В рассказе герой видит свою возлюбленную на экране кино и, бросаясь к ней по ту сторону магического занавеса, разделяющего эту и другую жизни, умирает от разрыва сердца. В реальной жизни Грин приехал в конце ноября 1905 года в Петербург, разыскал Бибергаль, к тому времени успевшую бежать из Холмогор в Швейцарию и снова вернуться в Россию. Он умолял ее все бросить и пойти с ним. Он любил ее, а она любила революцию, была ей предана и с ней обручена, и с этим ничего нельзя было поделать даже такому упорному и волевому человеку, как Грин, готовому на любое преступление во имя своей любви.
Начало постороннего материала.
pub mod test_helpers {
    use std::fmt::Write as _;
    use std::fs;
    use std::path::Path;
    use std::sync::Mutex;
    use std::time::{Duration, Instant};

    use image::codecs::png::PngEncoder;
    use image::{ExtendedColorType, ImageEncoder};

    use crate::alto::{ALTO_NS, BoundingBox};
    use crate::render::{Clock, PagePair};

    /// Builder for small ALTO v2 documents
    pub struct AltoBuilder {
        width: Option<i64>,
        height: Option<i64>,
        body: String,
    }

    impl AltoBuilder {
        pub fn new(width: i64, height: i64) -> Self {
            Self {
                width: Some(width),
                height: Some(height),
                body: String::new(),
            }
        }

        /// Leave out the page HEIGHT attribute
        pub fn without_height(mut self) -> Self {
            self.height = None;
            self
        }

        pub fn block(mut self, id: &str, bbox: BoundingBox) -> Self {
            let _ = writeln!(self.body, "<ComposedBlock ID=\"{id}\" {}/>", attrs(bbox));
            self
        }

        pub fn illustration(mut self, kind: &str, bbox: BoundingBox) -> Self {
            let _ = writeln!(self.body, "<Illustration TYPE=\"{kind}\" {}/>", attrs(bbox));
            self
        }

        pub fn line(mut self, bbox: BoundingBox) -> Self {
            let _ = writeln!(self.body, "<TextLine {}/>", attrs(bbox));
            self
        }

        pub fn word(mut self, content: &str, bbox: BoundingBox) -> Self {
            let _ = writeln!(self.body, "<String CONTENT=\"{content}\" {}/>", attrs(bbox));
            self
        }

        /// A text block with nested lines and words
        pub fn text_block(
            mut self,
            id: &str,
            bbox: BoundingBox,
            lines: &[(BoundingBox, &[(&str, BoundingBox)])],
        ) -> Self {
            let _ = writeln!(self.body, "<TextBlock ID=\"{id}\" {}>", attrs(bbox));
            for (line, words) in lines {
                let _ = writeln!(self.body, "  <TextLine {}>", attrs(*line));
                for (content, word) in *words {
                    let _ = writeln!(
                        self.body,
                        "    <String CONTENT=\"{content}\" {}/>",
                        attrs(*word)
                    );
                }
                self.body.push_str("  </TextLine>\n");
            }
            self.body.push_str("</TextBlock>\n");
            self
        }

        pub fn build(self) -> String {
            let mut page = String::from("<Page ID=\"P1\"");
            if let Some(w) = self.width {
                let _ = write!(page, " WIDTH=\"{w}\"");
            }
            if let Some(h) = self.height {
                let _ = write!(page, " HEIGHT=\"{h}\"");
            }
            format!(
                "<?xml version=\"1.0\" encoding=\"UTF-8\"?>\n<alto xmlns=\"{ALTO_NS}\">\n<Layout>{page}>\n<PrintSpace>\n{}</PrintSpace>\n</Page></Layout>\n</alto>\n",
                self.body
            )
        }
    }

    fn attrs(b: BoundingBox) -> String {
        format!(
            "HPOS=\"{}\" VPOS=\"{}\" WIDTH=\"{}\" HEIGHT=\"{}\"",
            b.x, b.y, b.width, b.height
        )
    }

    /// A uniformly gray PNG
    pub fn gray_png(width: u32, height: u32, level: u8) -> Vec<u8> {
        let pixels = vec![level; (width * height) as usize];
        let mut out = Vec::new();
        PngEncoder::new(&mut out)
            .write_image(&pixels, width, height, ExtendedColorType::L8)
            .unwrap();
        out
    }

    /// Write `<dir>/<stem>_null.xml` and `<dir>/<stem>_null.png`
    pub fn write_page(dir: &Path, stem: &str, alto: &str, raster: &[u8]) -> PagePair {
        fs::create_dir_all(dir).unwrap();
        let pair = PagePair::new(
            dir.join(format!("{stem}_null.xml")),
            dir.join(format!("{stem}_null.png")),
        );
        fs::write(&pair.alto, alto).unwrap();
        fs::write(&pair.raster, raster).unwrap();
        pair
    }

    /// Clock that only moves when told to
    pub struct ManualClock {
        now: Mutex<Instant>,
    }

    impl ManualClock {
        pub fn new() -> Self {
            Self {
                now: Mutex::new(Instant::now()),
            }
        }

        pub fn advance(&self, by: Duration) {
            *self.now.lock().unwrap() += by;
        }
    }

    impl Default for ManualClock {
        fn default() -> Self {
            Self::new()
        }
    }

    impl Clock for ManualClock {
        fn now(&self) -> Instant {
            *self.now.lock().unwrap()
        }
    }
}
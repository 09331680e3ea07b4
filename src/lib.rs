pub mod alto;
pub mod error;
pub mod library;
pub mod panic_handler;
pub mod render;
pub mod settings;

#[cfg(any(test, feature = "test-utils"))]
pub mod test_utils;

pub use error::{Error, Result};
use std::fs::{self, File};
use std::path::{Path, PathBuf};

use anyhow::{Context, Result, bail};
use clap::{Parser, Subcommand};
use log::{error, info, warn};
use rayon::prelude::*;
use serde::Serialize;
use simplelog::{Config, LevelFilter, WriteLogger};

use altoview::Error;
use altoview::library::{PageIndex, resolve_log_path, select_newspaper_dir};
use altoview::panic_handler;
use altoview::render::{
    CategorySet, OutputFormat, PagePair, PageService, RenderRequest, SourceRevision,
};
use altoview::settings::{self, Settings};

#[derive(Parser)]
#[command(
    author,
    version,
    about = "Inspect ALTO layout metadata as outlines over scanned newspaper pages",
    long_about = None
)]
struct Cli {
    /// Settings file (default: platform config dir)
    #[arg(long, global = true)]
    config: Option<PathBuf>,
    /// Unpacked library root, overriding `library_root`
    #[arg(long, global = true)]
    root: Option<PathBuf>,
    /// Newspaper directory under the root (default: the first one)
    #[arg(long, global = true)]
    paper: Option<String>,
    /// Log at debug level
    #[arg(short, long, global = true)]
    verbose: bool,
    #[command(subcommand)]
    command: Command,
}

#[derive(Subcommand)]
enum Command {
    /// Base directory and page count
    Info,
    /// Page indices and ids
    List,
    /// Overlay boxes for one page as JSON
    Page {
        index: usize,
        #[arg(long)]
        zoom: Option<u32>,
        /// Categories: all, none, or a comma list of composedBlock,illustration,textLine,string
        #[arg(long, default_value = "all")]
        show: CategorySet,
    },
    /// Render one annotated page
    Render {
        index: usize,
        #[arg(long)]
        zoom: Option<u32>,
        #[arg(long, default_value = "all")]
        show: CategorySet,
        #[arg(long, default_value = "png")]
        format: OutputFormat,
        #[arg(long)]
        out: PathBuf,
    },
    /// Render every page into a directory
    Export {
        #[arg(long)]
        out_dir: PathBuf,
        #[arg(long)]
        zoom: Option<u32>,
        #[arg(long, default_value = "all")]
        show: CategorySet,
        #[arg(long, default_value = "png")]
        format: OutputFormat,
    },
    /// Inspect one text block: JSON, or the PNG close-up with --out
    Block {
        index: usize,
        block: usize,
        #[arg(long)]
        out: Option<PathBuf>,
    },
}

fn main() -> Result<()> {
    let cli = Cli::parse();
    init_logging(cli.verbose);
    panic_handler::initialize_panic_handler();

    info!("Starting altoview");
    let result = run(cli);
    if let Err(e) = &result {
        error!("{e:#}");
    }
    info!("Shutting down altoview");
    result
}

fn init_logging(verbose: bool) {
    let level = if verbose {
        LevelFilter::Debug
    } else {
        LevelFilter::Info
    };
    let file = resolve_log_path().and_then(|path| {
        File::create(&path).with_context(|| format!("Failed to create log file {path:?}"))
    });
    match file {
        Ok(file) => {
            if let Err(e) = WriteLogger::init(level, Config::default(), file) {
                eprintln!("Logging disabled: {e}");
            }
        }
        Err(e) => eprintln!("Logging disabled: {e:#}"),
    }
}

fn run(cli: Cli) -> Result<()> {
    let settings = settings::load_settings(cli.config.as_deref());
    let root = cli
        .root
        .clone()
        .unwrap_or_else(|| settings.library_root.clone());
    let base_dir = select_newspaper_dir(&root, cli.paper.as_deref())?;
    let index = PageIndex::discover(&base_dir, &settings.index_options())?;
    info!("Loaded {} pages from {base_dir:?}", index.len());

    let service = PageService::new(settings.service_config());

    match cli.command {
        Command::Info => print_json(&serde_json::json!({
            "base_dir": index.base_dir(),
            "total_pages": index.len(),
        })),
        Command::List => {
            for (i, pair) in index.iter().enumerate() {
                println!("{i}\t{}", pair.page_id());
            }
            Ok(())
        }
        Command::Page { index: i, zoom, show } => {
            let zoom = settings.check_zoom(zoom)?;
            let overlay = service.overlay(page(&index, i)?, zoom, show)?;
            print_json(&overlay)
        }
        Command::Render {
            index: i,
            zoom,
            show,
            format,
            out,
        } => {
            let request = request_for(&settings, page(&index, i)?, zoom, show, format)?;
            let bytes = service.render(&request)?;
            write_file(&out, &bytes)?;
            println!("{}", out.display());
            Ok(())
        }
        Command::Export {
            out_dir,
            zoom,
            show,
            format,
        } => export(&service, &settings, &index, &out_dir, zoom, show, format),
        Command::Block {
            index: i,
            block,
            out,
        } => {
            let pair = page(&index, i)?;
            match out {
                Some(out) => {
                    let (_, png) = service.block_image(pair, block)?;
                    write_file(&out, &png)?;
                    println!("{}", out.display());
                    Ok(())
                }
                None => print_json(&service.block_view(pair, block)?),
            }
        }
    }
}

fn page(index: &PageIndex, i: usize) -> Result<&PagePair> {
    index.get(i).ok_or_else(|| Error::PageNotFound(i).into())
}

fn request_for(
    settings: &Settings,
    pair: &PagePair,
    zoom: Option<u32>,
    show: CategorySet,
    format: OutputFormat,
) -> Result<RenderRequest> {
    let zoom = settings.check_zoom(zoom)?;
    let revision = SourceRevision::probe(pair)?;
    Ok(RenderRequest::new(pair.clone(), zoom)
        .with_visibility(show)
        .with_format(settings.output_format(format))
        .with_revision(revision))
}

fn export(
    service: &PageService,
    settings: &Settings,
    index: &PageIndex,
    out_dir: &Path,
    zoom: Option<u32>,
    show: CategorySet,
    format: OutputFormat,
) -> Result<()> {
    settings.check_zoom(zoom)?;
    fs::create_dir_all(out_dir)
        .with_context(|| format!("Failed to create output directory {out_dir:?}"))?;

    let pairs: Vec<&PagePair> = index.iter().collect();
    let failures: Vec<String> = pairs
        .par_iter()
        .filter_map(|pair| {
            let exported = request_for(settings, pair, zoom, show, format).and_then(|request| {
                let bytes = service.render(&request)?;
                let path = out_dir.join(format!(
                    "{}.{}",
                    pair.page_id(),
                    request.format.extension()
                ));
                write_file(&path, &bytes)
            });
            exported.err().map(|e| {
                warn!("Export of {} failed: {e:#}", pair.page_id());
                format!("{}: {e:#}", pair.page_id())
            })
        })
        .collect();

    let stats = service.cache_stats();
    info!(
        "Export finished: {} pages, {} failed, {} renders cached ({} bytes)",
        pairs.len(),
        failures.len(),
        stats.entries,
        stats.bytes
    );
    println!(
        "Exported {} of {} pages to {}",
        pairs.len() - failures.len(),
        pairs.len(),
        out_dir.display()
    );
    if !failures.is_empty() {
        for failure in &failures {
            eprintln!("{failure}");
        }
        bail!("{} pages failed to export", failures.len());
    }
    Ok(())
}

fn write_file(path: &Path, bytes: &[u8]) -> Result<()> {
    fs::write(path, bytes).with_context(|| format!("Failed to write {path:?}"))
}

fn print_json<T: Serialize>(value: &T) -> Result<()> {
    println!("{}", serde_json::to_string_pretty(value)?);
    Ok(())
}
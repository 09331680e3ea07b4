//! Error taxonomy for the annotate-scale-cache pipeline
//!
//! Every failure is scoped to a single page or request. Nothing here is fatal to
//! the process, and a failed request never leaves anything behind in the cache.

use std::path::PathBuf;

/// Errors produced while parsing, transforming, rendering or caching a page
#[derive(Debug, thiserror::Error)]
pub enum Error {
    /// The layout document is not well-formed or has no page declaration
    #[error("layout document: {detail}")]
    Format { detail: String },

    /// Page or raster extents that cannot be scaled (zero or negative)
    #[error("invalid geometry: {detail}")]
    InvalidGeometry { detail: String },

    /// Zoom must be a positive percentage
    #[error("invalid zoom: {0}%")]
    InvalidZoom(u32),

    /// The raster is unreadable, truncated or in an unsupported format
    #[error("raster decode: {detail}")]
    RasterDecode { detail: String },

    #[error("encode: {detail}")]
    Encode { detail: String },

    #[error("{path:?}: {source}")]
    Io {
        path: PathBuf,
        #[source]
        source: std::io::Error,
    },

    /// The caller's deadline passed or it cancelled the request
    #[error("render cancelled")]
    Cancelled,

    /// Another caller was rendering the same key and its render failed
    #[error("coalesced render failed: {detail}")]
    PeerRenderFailed { detail: String },

    #[error("page {0} not found")]
    PageNotFound(usize),

    #[error("block {0} not found")]
    BlockNotFound(usize),
}

impl Error {
    pub fn format(msg: impl Into<String>) -> Self {
        Self::Format { detail: msg.into() }
    }

    pub fn geometry(msg: impl Into<String>) -> Self {
        Self::InvalidGeometry { detail: msg.into() }
    }

    pub fn raster(msg: impl Into<String>) -> Self {
        Self::RasterDecode { detail: msg.into() }
    }

    pub fn encode(msg: impl Into<String>) -> Self {
        Self::Encode { detail: msg.into() }
    }

    pub fn io(path: impl Into<PathBuf>, source: std::io::Error) -> Self {
        Self::Io {
            path: path.into(),
            source,
        }
    }
}

impl From<roxmltree::Error> for Error {
    fn from(err: roxmltree::Error) -> Self {
        Self::format(err.to_string())
    }
}

impl From<image::ImageError> for Error {
    fn from(err: image::ImageError) -> Self {
        match err {
            image::ImageError::Encoding(e) => Self::encode(e.to_string()),
            other => Self::raster(other.to_string()),
        }
    }
}

pub type Result<T> = std::result::Result<T, Error>;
Он и преступил…
Об отношениях Грина и Бибергаль, едва не закончившихся трагедией, рассказано в неопубликованной до сих пор части воспоминаний первой жены Александра Степановича Веры Павловны Калицкой.
«Киска – это партийное имя, так сказать, кличка, под которой скрывалась Екатерина Александровна Б. С этой девушкой была тесно связана полоса жизни А. С. с 1903 по 1906 г. Их первая встреча с А. С. Грином тепло описана в рассказе А. С. „Маленький комитет“. Героиня рассказа дана там в очень мягких, привлекательных тонах. К тому же времени относится и другой рассказ А. С-ча „На досуге“…
Е. А. обещала выйти за него замуж. Но в Петербурге начались между ними нелады. Происходило это по-видимому из-за совершенно разного подхода их друг к другу и к революции. Е. А. была дочерью народовольца; и воспитание, и окружающая ее действительность делали ее убежденной революционеркой».[60]
В этом месте есть смысл прерваться и рассказать более подробно об отце той девушки, в которую был влюблен Грин. Александр Николаевич Бибергаль родился в 1854 году в Керчи в зажиточной еврейской семье. Он учился в Керченской гимназии, а затем – в Петербурге, по одним источникам в Ветеринарной, по другим – в Медико-хирургической академии. Бибергаль был арестован в декабре 1876 года за участие в демонстрации возле Казанского собора. Это был знаменитый митинг после литургии в Казанском соборе в день Николая Чудотворца, на котором впервые в истории России было поднято красное знамя «Земли и воли» и публично выступил молодой Плеханов. При Бибергале были найдены преступные стихи, в которых говорилось «о рабочих, возвращающихся после трудов на родину, где ожидает их всех старая бедность и больные в отрепьях дети. Один из числа пришедших, обращаясь к товарищам, говорит: пора перестать работать на врагов, бояр и попов, пора рабочей семье соединиться и перестать кормить злодеев».
Двадцатидвухлетнего Бибергаля судил Сенат, признал виновным в «дерзостном порицании установленного законом образа правления», участником сопротивления полиции и автором возмутительных стихов и неоправданно жестоко (эту суровость, особенно по контрасту с последующим либерализмом властей, понять трудно) приговорил к 15 годам каторги. Александр Николаевич отбывал заключение на знаменитой реке Каре, куда прибыл в 1878 году. За ним следом отправилась жена, а через год там же, на Каре, родилась Катя. (Тоже поразительный штрих той жизни: каторга каторгой, а детей рожали.) По манифесту 1884 года срок каторги был сокращен, и Бибергаль вышел на поселение в Забайкальскую область. Позже переехал на Амур, где служил на золотых приисках. Однако к революционной деятельности, в отличие от польского повстанца Степана Евсеевича Гриневского, не охладел.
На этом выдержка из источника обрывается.